The XML output is then given to Exhale. Exhale iterates over each class, file, namespace, function, marco, etc. and writes a series of unique .rst files. Exhale also produces an “overview” page from which most entities can be easily accessed.

repo_docs also provides Breathe with a pointer to Doxygen’s XML output. Breathe uses this to create a list of directives that can used throughout the documentation to inline a Doxygen entity’s docs. For example:

:cpp:struct:`carb::Framework`

The .rst files that Exhale outputs rely on the directives provided by Breathe.

It’s important to note that Omniverse has made several modification to Exhale to mold its output to Omniverse’s needs. For example, code exists to streamline the documentation of Omniverse Native Interfaces.

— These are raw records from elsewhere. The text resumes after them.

// ============================================================================
// Operations
// ============================================================================

/// How an UPDATE changes a record.
#[derive(Debug, Clone, Copy, PartialEq, Eq, Hash, Serialize, Deserialize)]
#[serde(rename_all = "snake_case")]
pub enum UpdateStrategy {
    /// Correct a value in place
    Replace,
    /// Merge new detail into the existing row in place
    Append,
    /// Retire the current row and insert the next version
    Supersede,
}

impl UpdateStrategy {
    pub fn as_str(&self) -> &'static str {
        match self {
            UpdateStrategy::Replace => "replace",
            UpdateStrategy::Append => "append",
            UpdateStrategy::Supersede => "supersede",
        }
    }
}

#[derive(Debug, Clone, Copy, PartialEq, Eq, Hash, Serialize, Deserialize)]
#[serde(rename_all = "snake_case")]
pub enum MemoryOperation {
    Add,
    Update { strategy: UpdateStrategy },
    Delete { hard: bool },
    Noop,
}

impl MemoryOperation {
    pub fn update(strategy: UpdateStrategy) -> Self {
        MemoryOperation::Update { strategy }
    }

    pub fn as_str(&self) -> &'static str {
        match self {
            MemoryOperation::Add => "ADD",
            MemoryOperation::Update { .. } => "UPDATE",
            MemoryOperation::Delete { .. } => "DELETE",
            MemoryOperation::Noop => "NOOP",
        }
    }

    pub fn is_noop(&self) -> bool {
        matches!(self, MemoryOperation::Noop)
    }
}

impl std::fmt::Display for MemoryOperation {
    fn fmt(&self, f: &mut std::fmt::Formatter<'_>) -> std::fmt::Result {
        match self {
            MemoryOperation::Update { strategy } => write!(f, "UPDATE({})", strategy.as_str()),
            MemoryOperation::Delete { hard: true } => write!(f, "DELETE(hard)"),
            MemoryOperation::Delete { hard: false } => write!(f, "DELETE(soft)"),
            other => write!(f, "{}", other.as_str()),
        }
    }
}

/// Kind of record an operation touched.
#[derive(Debug, Clone, Copy, PartialEq, Eq, Hash, Serialize, Deserialize)]
#[serde(rename_all = "snake_case")]
pub enum RecordKind {
    Entity,
    Fact,
    Relationship,
    Behavior,
    Pattern,
}

impl RecordKind {
    pub fn as_str(&self) -> &'static str {
        match self {
            RecordKind::Entity => "entity",
            RecordKind::Fact => "fact",
            RecordKind::Relationship => "relationship",
            RecordKind::Behavior => "behavior",
            RecordKind::Pattern => "pattern",
        }
    }
}

/// Audit entry for one lifecycle operation.
#[derive(Debug, Clone, PartialEq, Serialize, Deserialize)]
pub struct OperationRecord {
    pub operation: MemoryOperation,
    pub kind: RecordKind,
    /// Row written or deleted
    pub record_id: Option<String>,
    /// Row retired by a supersede
    pub previous_id: Option<String>,
    pub label: String,
    pub reasoning: String,
    pub at: DateTime<Utc>,
}

impl OperationRecord {
    fn new(
        operation: MemoryOperation,
        kind: RecordKind,
        label: impl Into<String>,
        reasoning: impl Into<String>,
    ) -> Self {
        Self {
            operation,
            kind,
            record_id: None,
            previous_id: None,
            label: label.into(),
            reasoning: reasoning.into(),
            at: Utc::now(),
        }
    }

    fn noop(kind: RecordKind, label: impl Into<String>, reasoning: impl Into<String>) -> Self {
        Self::new(MemoryOperation::Noop, kind, label, reasoning)
    }

    fn on(mut self, record_id: impl Into<String>) -> Self {
        self.record_id = Some(record_id.into());
        self
    }

    fn replacing(mut self, previous_id: Option<String>) -> Self {
        self.previous_id = previous_id;
        self
    }

    /// Emit on the audit target. Labels stay out of the log.
    fn emit(self, user_id: &str) -> Self {
        info!(
            target: AUDIT_TARGET,
            user_id = %user_id,
            operation = %self.operation,
            kind = self.kind.as_str(),
            record_id = ?self.record_id,
            previous_id = ?self.previous_id,
            reasoning = %self.reasoning,
            "Lifecycle operation"
        );
        self
    }
}

/// Decision for one fact candidate.
#[derive(Debug, Clone, PartialEq, Serialize, Deserialize)]
pub struct LifecycleDecision {
    pub operation: MemoryOperation,
    /// Existing fact the operation applies to
    pub target_id: Option<String>,
    pub reasoning: String,
}

impl LifecycleDecision {
    pub fn new(operation: MemoryOperation, reasoning: impl Into<String>) -> Self {
        Self {
            operation,
            target_id: None,
            reasoning: reasoning.into(),
        }
    }

    pub fn noop(reasoning: impl Into<String>) -> Self {
        Self::new(MemoryOperation::Noop, reasoning)
    }

    pub fn targeting(mut self, fact_id: impl Into<String>) -> Self {
        self.target_id = Some(fact_id.into());
        self
    }
}

/// Decides what a fact candidate does to the current facts of its
/// (subject, predicate) slot. May be backed by a classification model.
///
/// Returning an error or `None` makes the manager fall back to NOOP.
#[async_trait]
pub trait DecisionProvider: Send + Sync {
    async fn decide(
        &self,
        candidate: &FactCandidate,
        existing: &[Fact],
    ) -> Result<Option<LifecycleDecision>>;
}

/// Deterministic decision rules.
#[derive(Debug, Clone, Copy)]
pub struct RuleBasedDecider {
    min_confidence: f64,
}

impl RuleBasedDecider {
    pub fn new(min_confidence: f64) -> Self {
        Self { min_confidence }
    }

    pub fn decide_now(&self, candidate: &FactCandidate, existing: &[Fact]) -> LifecycleDecision {
        let object = normalize_name(&candidate.object);
        if object.is_empty() {
            return LifecycleDecision::noop("empty object");
        }
        if candidate.confidence < self.min_confidence {
            return LifecycleDecision::noop("below confidence threshold");
        }

        let same = existing.iter().find(|f| f.same_object(&candidate.object));

        if candidate.negated {
            return match same {
                Some(fact) => LifecycleDecision::new(
                    MemoryOperation::Delete { hard: false },
                    "statement retracted",
                )
                .targeting(&fact.id),
                None => LifecycleDecision::noop("nothing to retract"),
            };
        }
        if candidate.temporal.is_historical {
            return LifecycleDecision::new(MemoryOperation::Add, "historical record");
        }
        if same.is_some() {
            return LifecycleDecision::noop("equivalent fact exists");
        }

        if candidate.predicate.is_single_valued() {
            if let Some(current) = existing.first() {
                let (strategy, reasoning) = if candidate.is_correction {
                    (UpdateStrategy::Replace, "corrects current value")
                } else if object.contains(&normalize_name(&current.object_text)) {
                    (UpdateStrategy::Append, "adds detail to current value")
                } else {
                    (UpdateStrategy::Supersede, "contradicts current value")
                };
                return LifecycleDecision::new(MemoryOperation::update(strategy), reasoning)
                    .targeting(&current.id);
            }
        }

        LifecycleDecision::new(MemoryOperation::Add, "new information")
    }
}

#[async_trait]
impl DecisionProvider for RuleBasedDecider {
    async fn decide(
        &self,
        candidate: &FactCandidate,
        existing: &[Fact],
    ) -> Result<Option<LifecycleDecision>> {
        Ok(Some(self.decide_now(candidate, existing)))
    }
}

// ============================================================================
// Reports
// ============================================================================

/// Outcome of a batch sweep or cascade.
#[derive(Debug, Clone, Copy, Default, PartialEq, Eq, Serialize, Deserialize)]
pub struct SweepReport {
    pub examined: usize,
    pub changed: usize,
    pub failed: usize,
}

/// Records sourced from one note, flipped together on delete and restore.
#[derive(Debug, Clone, Default, PartialEq, Eq, Serialize, Deserialize)]
pub struct CascadePlan {
    pub note_id: String,
    pub fact_ids: Vec<String>,
    pub behavior_ids: Vec<String>,
    /// Entities only this note mentioned
    pub entity_ids: Vec<String>,
}

impl CascadePlan {
    pub fn is_empty(&self) -> bool {
        self.fact_ids.is_empty() && self.behavior_ids.is_empty() && self.entity_ids.is_empty()
    }

    pub fn len(&self) -> usize {
        self.fact_ids.len() + self.behavior_ids.len() + self.entity_ids.len()
    }
}

/// Operation log for one extraction.
#[derive(Debug, Clone, Default, PartialEq, Serialize, Deserialize)]
pub struct IngestReport {
    pub operations: Vec<OperationRecord>,
    /// Candidates whose store write failed
    pub failed: usize,
}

How Python Documentation is Processed

A Python module’s docstrings can be extracted by adding its directory to repo.toml. For example:

# path to .py and .pyd files whose docstring should be extracted. defaults to an
# empty list
python_paths = [
    "${root}/_build/${platform_target}/${config}/bindings-python"
]

reStrucutredText, Docutils, and Sphinx all come from the Python community, so setup is generally completed without drama.

How Styling Happens

Styling is controlled by repo_docs, which relies heavily on Sphinx’s theme system. The base theme used is sphinx_rtd_theme, though Omniverse has made extensive style changes via repo_docs media/omni-style.css.

Users

Users fall into two buckets:

  • Customers

  • Documentation reviewers

The customer experience is self-explanatory. Check out: https://docs.omniverse.nvidia.com/.

Documentation reviewers have a harder job. During code review, they must translate .rst, .md, .h, and .py into customer visible documentation. Here, the repository owner can be a great benefit.

When reviewing code via Omnivere’s CI/CD system, hooks can be added to:

  • Ensure the documentation is built

  • Publish the built documentation to a temporary website for review

The latter point is important, as it allows reviewers to see the “final” output.